Work item
Below are entries; output exactly the lines from the one with "use axum::http::StatusCode;" to the one with "Failure to turn", both included, and nothing else.

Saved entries

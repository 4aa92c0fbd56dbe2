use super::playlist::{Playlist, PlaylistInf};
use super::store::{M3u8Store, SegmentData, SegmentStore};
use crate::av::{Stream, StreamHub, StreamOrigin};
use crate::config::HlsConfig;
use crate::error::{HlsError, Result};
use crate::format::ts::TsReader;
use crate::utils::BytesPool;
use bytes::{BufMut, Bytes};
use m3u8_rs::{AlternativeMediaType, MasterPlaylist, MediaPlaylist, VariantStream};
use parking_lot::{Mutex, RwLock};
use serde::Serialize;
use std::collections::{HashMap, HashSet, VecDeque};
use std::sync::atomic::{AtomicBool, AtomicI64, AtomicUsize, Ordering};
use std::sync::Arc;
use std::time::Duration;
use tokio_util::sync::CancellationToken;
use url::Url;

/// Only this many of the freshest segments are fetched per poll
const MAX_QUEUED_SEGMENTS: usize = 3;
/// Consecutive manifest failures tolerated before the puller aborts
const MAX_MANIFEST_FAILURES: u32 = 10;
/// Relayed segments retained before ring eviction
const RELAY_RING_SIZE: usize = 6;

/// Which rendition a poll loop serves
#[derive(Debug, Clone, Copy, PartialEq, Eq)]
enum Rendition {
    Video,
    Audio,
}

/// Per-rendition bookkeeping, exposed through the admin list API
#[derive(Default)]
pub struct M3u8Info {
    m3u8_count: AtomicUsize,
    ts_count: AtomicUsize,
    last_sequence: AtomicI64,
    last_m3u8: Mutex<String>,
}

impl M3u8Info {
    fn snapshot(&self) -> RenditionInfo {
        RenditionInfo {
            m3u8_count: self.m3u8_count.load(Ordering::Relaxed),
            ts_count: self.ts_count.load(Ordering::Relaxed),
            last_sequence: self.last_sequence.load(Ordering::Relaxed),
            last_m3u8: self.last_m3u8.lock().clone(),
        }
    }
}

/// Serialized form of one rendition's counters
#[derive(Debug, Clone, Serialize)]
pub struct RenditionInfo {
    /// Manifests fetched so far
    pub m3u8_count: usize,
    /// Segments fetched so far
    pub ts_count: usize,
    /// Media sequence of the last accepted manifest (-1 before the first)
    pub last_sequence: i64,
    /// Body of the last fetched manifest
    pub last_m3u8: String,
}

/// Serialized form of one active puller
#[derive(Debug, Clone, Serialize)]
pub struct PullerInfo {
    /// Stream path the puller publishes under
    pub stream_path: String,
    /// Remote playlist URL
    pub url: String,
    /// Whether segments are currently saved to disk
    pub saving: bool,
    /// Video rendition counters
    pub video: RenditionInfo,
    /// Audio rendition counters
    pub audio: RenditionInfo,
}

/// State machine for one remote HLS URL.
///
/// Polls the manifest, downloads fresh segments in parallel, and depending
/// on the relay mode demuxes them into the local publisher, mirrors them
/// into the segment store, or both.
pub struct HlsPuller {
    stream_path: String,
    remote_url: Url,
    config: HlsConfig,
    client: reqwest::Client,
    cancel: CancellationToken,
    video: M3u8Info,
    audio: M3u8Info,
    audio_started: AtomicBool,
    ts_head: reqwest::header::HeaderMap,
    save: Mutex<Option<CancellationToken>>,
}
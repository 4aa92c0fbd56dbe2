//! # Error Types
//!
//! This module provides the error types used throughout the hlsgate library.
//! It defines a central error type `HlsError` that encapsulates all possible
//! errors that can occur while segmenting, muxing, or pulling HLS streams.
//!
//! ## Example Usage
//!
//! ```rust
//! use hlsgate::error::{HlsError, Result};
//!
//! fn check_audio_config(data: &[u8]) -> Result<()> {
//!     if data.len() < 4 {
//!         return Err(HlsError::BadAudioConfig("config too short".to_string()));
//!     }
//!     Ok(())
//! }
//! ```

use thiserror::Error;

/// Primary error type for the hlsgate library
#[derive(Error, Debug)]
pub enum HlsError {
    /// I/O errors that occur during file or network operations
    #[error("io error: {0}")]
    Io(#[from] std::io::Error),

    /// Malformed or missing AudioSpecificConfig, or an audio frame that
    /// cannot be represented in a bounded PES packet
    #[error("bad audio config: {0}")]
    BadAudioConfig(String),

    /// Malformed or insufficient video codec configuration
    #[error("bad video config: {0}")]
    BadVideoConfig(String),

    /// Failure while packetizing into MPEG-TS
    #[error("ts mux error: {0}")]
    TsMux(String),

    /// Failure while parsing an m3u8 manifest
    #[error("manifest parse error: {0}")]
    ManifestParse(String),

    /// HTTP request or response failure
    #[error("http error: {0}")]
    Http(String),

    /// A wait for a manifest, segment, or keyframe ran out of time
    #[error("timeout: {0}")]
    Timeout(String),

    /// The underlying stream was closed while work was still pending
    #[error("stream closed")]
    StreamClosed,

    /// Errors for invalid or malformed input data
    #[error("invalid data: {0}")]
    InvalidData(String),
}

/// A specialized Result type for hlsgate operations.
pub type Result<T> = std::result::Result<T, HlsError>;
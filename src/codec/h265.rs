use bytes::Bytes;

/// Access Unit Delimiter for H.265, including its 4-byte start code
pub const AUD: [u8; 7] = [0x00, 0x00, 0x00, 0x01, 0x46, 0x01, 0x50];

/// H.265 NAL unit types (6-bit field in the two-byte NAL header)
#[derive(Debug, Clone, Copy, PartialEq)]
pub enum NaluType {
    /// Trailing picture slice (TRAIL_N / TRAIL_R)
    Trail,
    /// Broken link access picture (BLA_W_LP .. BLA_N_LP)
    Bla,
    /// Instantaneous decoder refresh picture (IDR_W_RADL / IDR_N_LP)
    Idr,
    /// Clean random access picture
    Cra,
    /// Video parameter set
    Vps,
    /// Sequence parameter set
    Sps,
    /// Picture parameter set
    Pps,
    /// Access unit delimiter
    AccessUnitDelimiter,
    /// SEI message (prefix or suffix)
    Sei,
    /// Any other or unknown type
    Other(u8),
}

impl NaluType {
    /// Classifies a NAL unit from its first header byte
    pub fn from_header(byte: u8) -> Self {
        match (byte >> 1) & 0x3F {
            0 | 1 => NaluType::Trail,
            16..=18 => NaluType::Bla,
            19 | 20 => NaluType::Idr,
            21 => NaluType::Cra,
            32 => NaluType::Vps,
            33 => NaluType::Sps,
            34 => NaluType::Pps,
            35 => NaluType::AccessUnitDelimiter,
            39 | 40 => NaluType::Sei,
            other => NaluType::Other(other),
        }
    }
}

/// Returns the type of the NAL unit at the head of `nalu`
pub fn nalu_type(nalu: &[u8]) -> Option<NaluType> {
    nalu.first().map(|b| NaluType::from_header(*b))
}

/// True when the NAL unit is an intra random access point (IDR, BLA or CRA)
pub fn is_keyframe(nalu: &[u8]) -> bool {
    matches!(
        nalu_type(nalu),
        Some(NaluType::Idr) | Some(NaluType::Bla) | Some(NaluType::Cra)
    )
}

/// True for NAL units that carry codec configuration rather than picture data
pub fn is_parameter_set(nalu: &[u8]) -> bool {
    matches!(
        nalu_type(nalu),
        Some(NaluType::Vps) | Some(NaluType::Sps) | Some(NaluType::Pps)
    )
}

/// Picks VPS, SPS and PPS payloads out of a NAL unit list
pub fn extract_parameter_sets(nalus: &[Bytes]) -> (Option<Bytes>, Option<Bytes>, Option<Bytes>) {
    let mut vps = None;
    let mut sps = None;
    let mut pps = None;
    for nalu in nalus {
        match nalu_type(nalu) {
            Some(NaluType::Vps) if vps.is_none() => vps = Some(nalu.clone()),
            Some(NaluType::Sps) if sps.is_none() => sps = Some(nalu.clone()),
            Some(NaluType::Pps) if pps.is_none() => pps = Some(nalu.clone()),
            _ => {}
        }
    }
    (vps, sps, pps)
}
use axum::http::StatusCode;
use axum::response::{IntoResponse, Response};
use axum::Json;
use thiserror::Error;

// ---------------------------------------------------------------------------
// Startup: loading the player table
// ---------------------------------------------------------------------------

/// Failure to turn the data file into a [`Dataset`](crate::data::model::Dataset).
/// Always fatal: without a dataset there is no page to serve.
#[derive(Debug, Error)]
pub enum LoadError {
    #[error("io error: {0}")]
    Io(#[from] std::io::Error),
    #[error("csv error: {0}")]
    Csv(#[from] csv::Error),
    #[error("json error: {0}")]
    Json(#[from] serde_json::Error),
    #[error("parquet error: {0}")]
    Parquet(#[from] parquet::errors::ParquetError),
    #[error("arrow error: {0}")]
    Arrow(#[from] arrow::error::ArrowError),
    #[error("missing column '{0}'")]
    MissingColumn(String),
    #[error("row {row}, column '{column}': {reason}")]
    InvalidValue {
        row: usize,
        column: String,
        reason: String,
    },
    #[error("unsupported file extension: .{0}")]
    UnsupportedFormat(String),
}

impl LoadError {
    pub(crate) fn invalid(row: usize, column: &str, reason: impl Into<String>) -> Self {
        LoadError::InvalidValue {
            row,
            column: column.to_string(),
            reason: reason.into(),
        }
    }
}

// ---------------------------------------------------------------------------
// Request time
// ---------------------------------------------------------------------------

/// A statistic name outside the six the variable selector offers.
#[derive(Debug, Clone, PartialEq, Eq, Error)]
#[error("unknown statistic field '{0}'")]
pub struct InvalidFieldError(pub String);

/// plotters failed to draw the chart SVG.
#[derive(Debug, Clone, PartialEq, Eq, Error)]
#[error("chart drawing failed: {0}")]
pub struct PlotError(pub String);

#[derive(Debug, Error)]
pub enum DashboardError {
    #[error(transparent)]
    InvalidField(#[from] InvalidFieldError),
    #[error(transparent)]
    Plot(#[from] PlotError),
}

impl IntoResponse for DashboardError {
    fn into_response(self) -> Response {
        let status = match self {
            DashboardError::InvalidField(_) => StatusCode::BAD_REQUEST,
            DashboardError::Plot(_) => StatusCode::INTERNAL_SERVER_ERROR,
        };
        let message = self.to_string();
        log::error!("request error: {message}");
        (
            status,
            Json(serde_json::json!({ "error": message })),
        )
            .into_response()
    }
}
...
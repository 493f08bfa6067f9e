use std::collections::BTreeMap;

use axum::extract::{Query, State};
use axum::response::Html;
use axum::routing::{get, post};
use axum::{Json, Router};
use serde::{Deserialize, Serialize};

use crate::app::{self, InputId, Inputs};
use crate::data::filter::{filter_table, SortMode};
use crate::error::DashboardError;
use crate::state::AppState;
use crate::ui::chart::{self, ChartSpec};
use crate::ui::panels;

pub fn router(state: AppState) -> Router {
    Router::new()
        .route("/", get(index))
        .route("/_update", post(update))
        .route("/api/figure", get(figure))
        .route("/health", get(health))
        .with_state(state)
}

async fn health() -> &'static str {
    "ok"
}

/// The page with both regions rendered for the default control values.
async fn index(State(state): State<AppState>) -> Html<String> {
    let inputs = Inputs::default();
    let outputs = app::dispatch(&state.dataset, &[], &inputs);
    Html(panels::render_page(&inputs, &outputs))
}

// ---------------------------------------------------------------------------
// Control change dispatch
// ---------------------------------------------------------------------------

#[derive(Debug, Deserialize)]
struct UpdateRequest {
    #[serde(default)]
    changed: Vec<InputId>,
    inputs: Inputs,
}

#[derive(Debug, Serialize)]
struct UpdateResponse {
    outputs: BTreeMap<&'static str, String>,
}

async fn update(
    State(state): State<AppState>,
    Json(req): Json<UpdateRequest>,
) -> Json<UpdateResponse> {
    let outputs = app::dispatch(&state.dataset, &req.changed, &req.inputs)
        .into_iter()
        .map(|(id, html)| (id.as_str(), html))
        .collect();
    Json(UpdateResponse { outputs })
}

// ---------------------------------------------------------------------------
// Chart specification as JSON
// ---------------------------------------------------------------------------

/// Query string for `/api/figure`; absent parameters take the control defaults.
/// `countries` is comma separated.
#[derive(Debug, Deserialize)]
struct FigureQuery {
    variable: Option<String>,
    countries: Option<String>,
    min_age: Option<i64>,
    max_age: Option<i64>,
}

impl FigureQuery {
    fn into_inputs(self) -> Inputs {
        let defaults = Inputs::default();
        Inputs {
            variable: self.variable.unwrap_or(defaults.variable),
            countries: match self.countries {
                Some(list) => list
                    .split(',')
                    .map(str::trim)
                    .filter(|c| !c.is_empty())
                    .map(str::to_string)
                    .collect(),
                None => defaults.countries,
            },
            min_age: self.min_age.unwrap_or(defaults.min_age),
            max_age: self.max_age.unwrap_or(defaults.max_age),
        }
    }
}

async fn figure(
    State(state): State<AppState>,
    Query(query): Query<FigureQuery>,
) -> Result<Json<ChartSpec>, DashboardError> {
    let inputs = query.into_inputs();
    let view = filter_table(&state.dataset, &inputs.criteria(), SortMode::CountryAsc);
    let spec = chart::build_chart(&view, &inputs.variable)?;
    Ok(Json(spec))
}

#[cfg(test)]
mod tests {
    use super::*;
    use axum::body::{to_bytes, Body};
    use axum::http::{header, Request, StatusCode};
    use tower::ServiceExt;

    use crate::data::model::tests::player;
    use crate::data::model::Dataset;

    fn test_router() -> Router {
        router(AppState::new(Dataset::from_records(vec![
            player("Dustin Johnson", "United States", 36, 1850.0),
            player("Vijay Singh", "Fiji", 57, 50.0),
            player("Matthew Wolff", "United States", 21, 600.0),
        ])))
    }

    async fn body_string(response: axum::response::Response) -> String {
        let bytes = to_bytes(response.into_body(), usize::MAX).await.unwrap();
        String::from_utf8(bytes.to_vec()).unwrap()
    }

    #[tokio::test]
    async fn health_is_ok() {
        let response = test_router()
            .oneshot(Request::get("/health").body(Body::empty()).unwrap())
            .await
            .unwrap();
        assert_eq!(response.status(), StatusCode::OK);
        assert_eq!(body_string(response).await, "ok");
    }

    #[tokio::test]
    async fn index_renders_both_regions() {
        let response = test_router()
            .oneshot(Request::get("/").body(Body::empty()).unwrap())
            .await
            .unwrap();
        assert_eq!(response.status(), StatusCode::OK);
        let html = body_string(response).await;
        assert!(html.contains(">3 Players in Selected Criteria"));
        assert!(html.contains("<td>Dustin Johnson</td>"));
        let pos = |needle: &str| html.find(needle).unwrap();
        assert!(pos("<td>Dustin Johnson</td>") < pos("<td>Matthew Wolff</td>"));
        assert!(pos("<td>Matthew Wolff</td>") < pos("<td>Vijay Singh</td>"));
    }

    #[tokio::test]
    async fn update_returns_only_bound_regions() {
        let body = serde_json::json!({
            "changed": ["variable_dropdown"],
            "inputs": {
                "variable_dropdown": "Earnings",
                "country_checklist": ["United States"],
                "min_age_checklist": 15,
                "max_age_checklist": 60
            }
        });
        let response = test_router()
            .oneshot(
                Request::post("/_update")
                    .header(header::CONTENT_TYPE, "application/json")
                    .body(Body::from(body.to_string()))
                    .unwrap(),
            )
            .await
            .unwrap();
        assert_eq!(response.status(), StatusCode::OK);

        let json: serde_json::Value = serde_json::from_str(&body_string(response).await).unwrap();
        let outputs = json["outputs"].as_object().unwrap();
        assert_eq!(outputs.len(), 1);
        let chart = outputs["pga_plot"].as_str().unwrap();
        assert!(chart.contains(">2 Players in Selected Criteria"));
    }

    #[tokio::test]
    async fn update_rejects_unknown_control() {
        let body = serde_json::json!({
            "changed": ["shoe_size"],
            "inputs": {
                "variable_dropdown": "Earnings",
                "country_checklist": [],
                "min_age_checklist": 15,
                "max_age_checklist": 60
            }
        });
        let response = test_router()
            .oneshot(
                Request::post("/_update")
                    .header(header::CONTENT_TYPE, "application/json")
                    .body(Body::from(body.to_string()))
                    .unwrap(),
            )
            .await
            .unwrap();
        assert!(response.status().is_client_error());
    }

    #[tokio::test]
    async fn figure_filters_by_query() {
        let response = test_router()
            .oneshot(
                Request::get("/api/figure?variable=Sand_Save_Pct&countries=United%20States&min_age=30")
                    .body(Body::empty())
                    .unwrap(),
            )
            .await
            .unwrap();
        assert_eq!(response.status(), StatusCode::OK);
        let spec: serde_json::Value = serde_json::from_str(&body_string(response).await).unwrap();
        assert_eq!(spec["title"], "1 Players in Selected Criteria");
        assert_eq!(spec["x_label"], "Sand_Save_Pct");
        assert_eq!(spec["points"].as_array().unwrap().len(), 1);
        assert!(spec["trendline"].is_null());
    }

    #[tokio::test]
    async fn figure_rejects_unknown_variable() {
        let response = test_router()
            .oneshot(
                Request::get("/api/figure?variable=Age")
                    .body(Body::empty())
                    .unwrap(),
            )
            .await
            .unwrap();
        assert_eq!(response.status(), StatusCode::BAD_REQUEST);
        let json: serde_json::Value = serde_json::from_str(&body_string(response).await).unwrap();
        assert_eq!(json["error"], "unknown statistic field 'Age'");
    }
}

Answer to this task
use axum::http::StatusCode;
use axum::response::{IntoResponse, Response};
use axum::Json;
use thiserror::Error;

// ---------------------------------------------------------------------------
// Startup: loading the player table
// ---------------------------------------------------------------------------

/// Failure to turn the data file into a [`Dataset`](crate::data::model::Dataset).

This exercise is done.